Task requirements: Would you filter the listing below so that only lines with the word "debug" remain?

----- Records shown -----

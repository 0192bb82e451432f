use std::collections::HashMap;
use std::time::{Duration, Instant};

use jsonwebtoken::jwk::JwkSet;
use jsonwebtoken::DecodingKey;
use tokio::sync::RwLock;

use super::error::AuthError;

/// How long a fetched key set stays fresh before a lookup may refetch it.
pub const DEFAULT_KEY_TTL: Duration = Duration::from_secs(600);

/// Upper bound on key set requests, expressed as the gap enforced between
/// consecutive fetch attempts (five requests per minute).
pub const DEFAULT_MIN_REFRESH_INTERVAL: Duration = Duration::from_secs(12);

/// Cap on a single key set request against the issuer.
const FETCH_TIMEOUT: Duration = Duration::from_secs(30);

/// Remote JSON Web Key Set with TTL caching and a bounded refresh rate.
///
/// Keys are fetched from the issuer's `jwks.json` endpoint, decoded once and
/// looked up by `kid`. A stale cache triggers a refetch on the next lookup,
/// but never more often than the refresh interval allows, so a flood of
/// requests bearing unknown key ids cannot hammer the issuer. When a refresh
/// fails, previously fetched keys keep being served.
pub struct JwksCache {
    jwks_uri: String,
    http: reqwest::Client,
    ttl: Duration,
    min_refresh_interval: Duration,
    state: RwLock<CacheState>,
}

#[derive(Default)]
struct CacheState {
    keys: HashMap<String, DecodingKey>,
    fetched_at: Option<Instant>,
    last_attempt: Option<Instant>,
}

impl CacheState {
    fn fresh(&self, ttl: Duration) -> bool {
        self.fetched_at.is_some_and(|at| at.elapsed() < ttl)
    }

    fn refresh_allowed(&self, min_interval: Duration) -> bool {
        self.last_attempt.map_or(true, |at| at.elapsed() >= min_interval)
    }
}

impl JwksCache {
    pub fn new(jwks_uri: impl Into<String>) -> Self {
        Self {
            jwks_uri: jwks_uri.into(),
            http: reqwest::Client::new(),
            ttl: DEFAULT_KEY_TTL,
            min_refresh_interval: DEFAULT_MIN_REFRESH_INTERVAL,
            state: RwLock::new(CacheState::default()),
        }
    }

    pub fn with_ttl(mut self, ttl: Duration) -> Self {
        self.ttl = ttl;
        self
    }

    pub fn with_min_refresh_interval(mut self, interval: Duration) -> Self {
        self.min_refresh_interval = interval;
        self
    }

    /// The decoding key published under `kid`, refetching the key set first
    /// when the cache is stale and the refresh bound allows it.
    ///
    /// The fetch runs with no lock held, so a slow issuer only stalls the
    /// requests that actually need new keys; fresh cached lookups keep going
    /// through the read lock.
    pub async fn decoding_key(&self, kid: &str) -> Result<DecodingKey, AuthError> {
        // Fast path: a fresh cache holding the key, taken under the read lock.
        {
            let state = self.state.read().await;
            if state.fresh(self.ttl) {
                if let Some(key) = state.keys.get(kid) {
                    return Ok(key.clone());
                }
            }
        }

        // Claim the refresh slot under a brief write lock.
        let refresh = {
            let mut state = self.state.write().await;

            // Another request may have refreshed while we waited for the lock.
            if state.fresh(self.ttl) {
                if let Some(key) = state.keys.get(kid) {
                    return Ok(key.clone());
                }
            }

            if state.refresh_allowed(self.min_refresh_interval) {
                state.last_attempt = Some(Instant::now());
                true
            } else {
                false
            }
        };

        if refresh {
            match self.fetch_keys().await {
                Ok(keys) => {
                    tracing::debug!("refreshed signing key set: {} keys", keys.len());
                    let mut state = self.state.write().await;
                    state.keys = keys;
                    state.fetched_at = Some(Instant::now());
                }
                Err(err) => {
                    if self.state.read().await.keys.is_empty() {
                        return Err(err);
                    }
                    // The issuer being briefly unreachable must not
                    // invalidate known-good keys.
                    tracing::warn!("key set refresh failed, serving cached keys: {}", err);
                }
            }
        }

        let state = self.state.read().await;
        state
            .keys
            .get(kid)
            .cloned()
            .ok_or_else(|| AuthError::UnknownKeyId(kid.to_string()))
    }

    async fn fetch_keys(&self) -> Result<HashMap<String, DecodingKey>, AuthError> {
        let jwks: JwkSet = self
            .http
            .get(&self.jwks_uri)
            .timeout(FETCH_TIMEOUT)
            .send()
            .await?
            .error_for_status()?
            .json()
            .await?;

        let mut keys = HashMap::new();
        for jwk in &jwks.keys {
            let Some(kid) = jwk.common.key_id.clone() else {
                continue;
            };
            match DecodingKey::from_jwk(jwk) {
                Ok(key) => {
                    keys.insert(kid, key);
                }
                Err(err) => tracing::debug!("skipping unusable key '{}': {}", kid, err),
            }
        }

        Ok(keys)
    }
}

-----

Answer box:
                    tracing::debug!("refreshed signing key set: {} keys", keys.len());
                Err(err) => tracing::debug!("skipping unusable key '{}': {}", kid, err),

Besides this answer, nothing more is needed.